PROBLEM DESCRIPTION
Search the entries below for the word "CropId" and copy each line that has it.

(Saved entries)
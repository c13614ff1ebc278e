pub use domain::*;

mod domain;
mod grant_experience;
mod loading;
use crate::economy::{EconomyDomain, Resource, ResourceKey};

impl EconomyDomain {
    #[inline]
    pub fn balance(&self) -> u32 {
        self.currency
    }

    pub fn get_resource(&self, kind: ResourceKey) -> Option<&Resource> {
        self.resources
            .iter()
            .find(|resource| resource.kind.id == kind)
    }

    /// Absent entry means nothing stored.
    pub fn quantity(&self, kind: ResourceKey) -> u32 {
        self.get_resource(kind)
            .map(|resource| resource.quantity)
            .unwrap_or(0)
    }
}
use crate::collections::Shared;
use crate::planting::Planting::CropHarvested;
use crate::planting::PlantingError::{CropNotFound, NotReady};
use crate::planting::{CropId, CropKind, Planting, PlantingDomain, PlantingError};
use crate::Timestamp;

impl PlantingDomain {
    /// Removes ripe crop, caller credits the harvest of returned kind.
    pub fn harvest_crop(
        &mut self,
        id: CropId,
        now: Timestamp,
    ) -> Result<(Shared<CropKind>, impl FnOnce() -> Vec<Planting> + '_), PlantingError> {
        let index = self
            .crops
            .iter()
            .position(|crop| crop.id == id)
            .ok_or(CropNotFound { id })?;
        let crop = &self.crops[index];
        if !crop.is_ready(now) {
            return Err(NotReady {
                id,
                ready_at: crop.ready_at,
                now,
            });
        }
        let kind = crop.kind.clone();
        let operation = move || {
            let crop = self.crops.remove(index);
            vec![CropHarvested {
                id,
                field: crop.field,
                kind: crop.kind.id,
                resource: crop.kind.harvest.resource.id,
                amount: crop.kind.harvest.amount,
            }]
        };
        Ok((kind, operation))
    }
}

EXERCISE RESULT
use crate::planting::{CropId, CropKind, Planting, PlantingDomain, PlantingError};
        id: CropId,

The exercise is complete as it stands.